• _Problem to solve_:
Nothing outside the range below should be printed. Output exactly the lines from the line with "order is total." to the line with "self.entries.get(index)", both included.

• _Data supplied_:
%%
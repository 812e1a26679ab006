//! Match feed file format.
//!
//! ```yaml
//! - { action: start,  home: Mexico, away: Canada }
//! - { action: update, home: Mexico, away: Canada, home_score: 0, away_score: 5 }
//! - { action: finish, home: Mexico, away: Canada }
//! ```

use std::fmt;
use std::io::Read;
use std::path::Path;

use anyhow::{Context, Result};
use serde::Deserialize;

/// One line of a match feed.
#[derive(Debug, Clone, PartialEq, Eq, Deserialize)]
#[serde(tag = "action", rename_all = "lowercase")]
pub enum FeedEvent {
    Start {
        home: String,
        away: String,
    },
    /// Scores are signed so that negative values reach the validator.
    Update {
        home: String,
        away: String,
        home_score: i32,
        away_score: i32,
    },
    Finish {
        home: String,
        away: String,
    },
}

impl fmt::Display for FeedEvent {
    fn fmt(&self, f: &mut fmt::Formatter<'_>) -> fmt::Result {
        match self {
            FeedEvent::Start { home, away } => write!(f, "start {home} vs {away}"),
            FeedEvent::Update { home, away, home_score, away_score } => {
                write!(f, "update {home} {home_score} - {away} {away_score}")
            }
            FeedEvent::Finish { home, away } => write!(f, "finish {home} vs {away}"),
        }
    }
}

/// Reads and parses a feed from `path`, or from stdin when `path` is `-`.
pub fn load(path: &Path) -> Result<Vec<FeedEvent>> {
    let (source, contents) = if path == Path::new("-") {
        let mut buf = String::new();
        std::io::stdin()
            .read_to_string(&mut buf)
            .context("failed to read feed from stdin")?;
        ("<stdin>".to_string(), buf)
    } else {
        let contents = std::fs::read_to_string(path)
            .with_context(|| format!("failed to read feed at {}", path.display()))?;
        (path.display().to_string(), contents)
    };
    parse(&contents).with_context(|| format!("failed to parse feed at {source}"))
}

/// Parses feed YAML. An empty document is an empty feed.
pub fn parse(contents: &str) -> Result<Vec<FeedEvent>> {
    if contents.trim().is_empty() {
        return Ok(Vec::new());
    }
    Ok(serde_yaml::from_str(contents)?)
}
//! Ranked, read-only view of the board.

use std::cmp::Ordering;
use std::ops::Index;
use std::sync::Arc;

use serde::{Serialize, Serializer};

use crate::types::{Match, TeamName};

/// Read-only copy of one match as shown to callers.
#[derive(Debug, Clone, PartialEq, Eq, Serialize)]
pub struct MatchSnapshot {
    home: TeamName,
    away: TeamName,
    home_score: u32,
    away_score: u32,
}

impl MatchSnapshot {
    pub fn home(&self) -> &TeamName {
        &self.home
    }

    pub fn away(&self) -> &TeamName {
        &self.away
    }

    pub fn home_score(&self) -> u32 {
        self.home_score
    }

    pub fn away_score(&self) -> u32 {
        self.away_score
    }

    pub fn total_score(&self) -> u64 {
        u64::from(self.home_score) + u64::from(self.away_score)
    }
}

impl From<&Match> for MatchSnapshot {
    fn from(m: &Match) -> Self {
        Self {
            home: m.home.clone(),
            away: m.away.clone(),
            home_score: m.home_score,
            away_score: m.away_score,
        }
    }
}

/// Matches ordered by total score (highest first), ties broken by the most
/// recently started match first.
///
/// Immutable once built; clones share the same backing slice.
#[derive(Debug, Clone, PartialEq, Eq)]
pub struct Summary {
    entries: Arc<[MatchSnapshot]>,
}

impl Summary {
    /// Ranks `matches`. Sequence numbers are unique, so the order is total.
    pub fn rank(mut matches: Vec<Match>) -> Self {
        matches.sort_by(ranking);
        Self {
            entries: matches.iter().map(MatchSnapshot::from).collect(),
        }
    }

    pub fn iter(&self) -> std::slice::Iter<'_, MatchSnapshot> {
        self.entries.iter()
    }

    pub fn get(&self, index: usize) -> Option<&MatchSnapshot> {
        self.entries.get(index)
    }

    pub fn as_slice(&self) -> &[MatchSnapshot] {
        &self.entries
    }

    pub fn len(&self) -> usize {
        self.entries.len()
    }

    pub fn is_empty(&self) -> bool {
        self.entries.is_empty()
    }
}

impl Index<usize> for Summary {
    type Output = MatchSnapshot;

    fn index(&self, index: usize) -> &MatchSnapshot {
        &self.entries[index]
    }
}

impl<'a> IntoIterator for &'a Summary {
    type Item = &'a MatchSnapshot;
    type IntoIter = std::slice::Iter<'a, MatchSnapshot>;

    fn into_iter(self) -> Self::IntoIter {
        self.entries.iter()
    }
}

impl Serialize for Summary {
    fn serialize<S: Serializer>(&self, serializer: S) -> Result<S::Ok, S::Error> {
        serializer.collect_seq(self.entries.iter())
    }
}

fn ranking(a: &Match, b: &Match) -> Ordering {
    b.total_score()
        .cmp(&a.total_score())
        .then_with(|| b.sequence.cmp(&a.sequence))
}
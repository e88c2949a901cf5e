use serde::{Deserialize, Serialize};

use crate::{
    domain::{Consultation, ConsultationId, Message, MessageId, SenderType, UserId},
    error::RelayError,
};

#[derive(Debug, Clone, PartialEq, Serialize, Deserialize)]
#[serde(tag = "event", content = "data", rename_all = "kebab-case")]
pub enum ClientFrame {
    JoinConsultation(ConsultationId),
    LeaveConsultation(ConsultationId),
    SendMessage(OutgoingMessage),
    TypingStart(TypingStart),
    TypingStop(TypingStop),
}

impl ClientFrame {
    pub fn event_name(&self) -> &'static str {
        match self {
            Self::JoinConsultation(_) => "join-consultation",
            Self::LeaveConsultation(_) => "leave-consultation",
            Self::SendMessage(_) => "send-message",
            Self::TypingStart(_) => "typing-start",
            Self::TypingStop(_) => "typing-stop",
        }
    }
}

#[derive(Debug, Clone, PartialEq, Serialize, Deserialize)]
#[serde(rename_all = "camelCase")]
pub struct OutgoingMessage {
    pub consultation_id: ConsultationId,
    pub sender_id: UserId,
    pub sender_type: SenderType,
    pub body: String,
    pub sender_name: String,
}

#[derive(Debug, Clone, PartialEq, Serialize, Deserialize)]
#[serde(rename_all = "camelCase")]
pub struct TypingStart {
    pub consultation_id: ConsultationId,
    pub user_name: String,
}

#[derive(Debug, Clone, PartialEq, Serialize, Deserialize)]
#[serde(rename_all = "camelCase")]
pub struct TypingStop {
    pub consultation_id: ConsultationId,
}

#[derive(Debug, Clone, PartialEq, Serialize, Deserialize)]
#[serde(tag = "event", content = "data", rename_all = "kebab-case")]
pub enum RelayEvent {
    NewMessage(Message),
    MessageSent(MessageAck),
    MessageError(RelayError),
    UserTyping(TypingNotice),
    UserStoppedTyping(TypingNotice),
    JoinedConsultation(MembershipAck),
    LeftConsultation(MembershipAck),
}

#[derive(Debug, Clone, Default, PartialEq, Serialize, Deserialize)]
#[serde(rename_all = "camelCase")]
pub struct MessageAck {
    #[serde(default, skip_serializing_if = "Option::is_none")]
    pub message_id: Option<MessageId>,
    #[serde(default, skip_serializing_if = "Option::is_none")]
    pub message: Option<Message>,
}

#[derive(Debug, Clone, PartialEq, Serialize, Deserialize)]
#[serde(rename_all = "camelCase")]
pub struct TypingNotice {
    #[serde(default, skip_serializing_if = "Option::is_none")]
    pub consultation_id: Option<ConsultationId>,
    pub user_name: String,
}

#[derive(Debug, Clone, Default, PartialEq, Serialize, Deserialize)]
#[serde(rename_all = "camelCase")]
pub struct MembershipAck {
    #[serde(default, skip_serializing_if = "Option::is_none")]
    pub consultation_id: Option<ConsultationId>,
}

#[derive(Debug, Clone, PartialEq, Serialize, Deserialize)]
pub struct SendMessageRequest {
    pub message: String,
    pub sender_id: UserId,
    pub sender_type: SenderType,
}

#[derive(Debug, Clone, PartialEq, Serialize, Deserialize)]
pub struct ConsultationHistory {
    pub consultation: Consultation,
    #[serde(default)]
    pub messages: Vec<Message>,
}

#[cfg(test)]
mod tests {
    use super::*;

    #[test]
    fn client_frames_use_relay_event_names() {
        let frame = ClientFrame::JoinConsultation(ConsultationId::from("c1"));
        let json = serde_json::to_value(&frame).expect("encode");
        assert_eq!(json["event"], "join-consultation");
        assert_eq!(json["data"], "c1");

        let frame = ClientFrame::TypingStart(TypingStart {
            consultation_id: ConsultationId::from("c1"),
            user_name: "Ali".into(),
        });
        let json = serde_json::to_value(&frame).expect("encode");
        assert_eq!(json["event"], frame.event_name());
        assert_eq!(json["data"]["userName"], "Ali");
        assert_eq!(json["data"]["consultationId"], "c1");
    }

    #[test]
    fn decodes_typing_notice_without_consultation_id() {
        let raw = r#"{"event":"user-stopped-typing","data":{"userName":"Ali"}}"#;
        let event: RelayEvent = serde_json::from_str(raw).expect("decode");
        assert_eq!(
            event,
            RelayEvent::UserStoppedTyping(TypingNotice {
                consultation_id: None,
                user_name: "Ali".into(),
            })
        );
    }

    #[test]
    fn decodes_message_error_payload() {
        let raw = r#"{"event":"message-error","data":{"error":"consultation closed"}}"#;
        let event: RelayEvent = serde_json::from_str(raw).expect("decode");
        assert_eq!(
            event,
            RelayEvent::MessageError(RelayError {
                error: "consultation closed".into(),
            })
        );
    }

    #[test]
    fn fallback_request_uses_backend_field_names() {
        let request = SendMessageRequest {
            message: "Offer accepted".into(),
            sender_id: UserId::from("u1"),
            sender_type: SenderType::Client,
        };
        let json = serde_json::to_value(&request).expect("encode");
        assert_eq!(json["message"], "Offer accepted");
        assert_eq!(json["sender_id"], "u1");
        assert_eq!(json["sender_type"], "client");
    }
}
%%
• _Your solution_:
    /// Ranks `matches`. Sequence numbers are unique, so the order is total.
    pub fn rank(mut matches: Vec<Match>) -> Self {
        matches.sort_by(ranking);
        Self {
            entries: matches.iter().map(MatchSnapshot::from).collect(),
        }
    }

    pub fn iter(&self) -> std::slice::Iter<'_, MatchSnapshot> {
        self.entries.iter()
    }

    pub fn get(&self, index: usize) -> Option<&MatchSnapshot> {
        self.entries.get(index)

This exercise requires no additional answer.